Of the entries below, restate word for word only the section that runs from the line with "pub struct AssetBatch" to the line with "let count = fetched.len();", counting both ends.

[Entries taken from a collection]
——

use crate::core::asset::{Asset, AssetSource, MediaKind, SourceError};
use std::cmp::Reverse;
use std::sync::Arc;

/// One page of the library enumeration.
#[derive(Debug, Clone)]
pub struct AssetBatch {
    pub offset: usize,
    /// Image assets, newest first.
    pub assets: Vec<Asset>,
    /// Items the source returned, before filtering. The next batch starts at
    /// `offset + fetched`.
    pub fetched: usize,
    /// The source returned fewer items than requested.
    pub exhausted: bool,
}

impl AssetBatch {
    pub fn next_offset(&self) -> usize {
        self.offset + self.fetched
    }
}

/// Offset-based, image-only enumeration over an [`AssetSource`].
#[derive(Clone)]
pub struct AssetFetcher {
    source: Arc<dyn AssetSource>,
}

impl AssetFetcher {
    pub fn new(source: Arc<dyn AssetSource>) -> Self {
        Self { source }
    }

    pub async fn fetch_batch(&self, offset: usize, limit: usize) -> Result<AssetBatch, SourceError> {
        if limit == 0 {
            return Ok(AssetBatch {
                offset,
                assets: Vec::new(),
                fetched: 0,
                exhausted: false,
            });
        }

        let fetched = self.source.fetch(offset, limit, MediaKind::Image).await?;
        let count = fetched.len();

        let mut assets: Vec<Asset> = fetched.into_iter().filter(Asset::is_image).collect();
        if assets.len() < count {
            log::debug!(
                "Dropped {} non-image assets from batch at offset {}",
                count - assets.len(),
                offset
            );
        }
        // Stable, so a source that already orders newest-first is untouched.
        assets.sort_by_key(|asset| Reverse(asset.creation_date));

        log::debug!(
            "Fetched {} assets at offset {} (limit {})",
            assets.len(),
            offset,
            limit
        );

        Ok(AssetBatch {
            offset,
            assets,
            fetched: count,
            exhausted: count < limit,
        })
    }
}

——

- YOUR SOLUTION -
pub struct AssetBatch {
    pub offset: usize,
    /// Image assets, newest first.
    pub assets: Vec<Asset>,
    /// Items the source returned, before filtering. The next batch starts at
    /// `offset + fetched`.
    pub fetched: usize,
    /// The source returned fewer items than requested.
    pub exhausted: bool,
}

impl AssetBatch {
    pub fn next_offset(&self) -> usize {
        self.offset + self.fetched
    }
}

/// Offset-based, image-only enumeration over an [`AssetSource`].
#[derive(Clone)]
pub struct AssetFetcher {
    source: Arc<dyn AssetSource>,
}

impl AssetFetcher {
    pub fn new(source: Arc<dyn AssetSource>) -> Self {
        Self { source }
    }

    pub async fn fetch_batch(&self, offset: usize, limit: usize) -> Result<AssetBatch, SourceError> {
        if limit == 0 {
            return Ok(AssetBatch {
                offset,
                assets: Vec::new(),
                fetched: 0,
                exhausted: false,
            });
        }

        let fetched = self.source.fetch(offset, limit, MediaKind::Image).await?;
        let count = fetched.len();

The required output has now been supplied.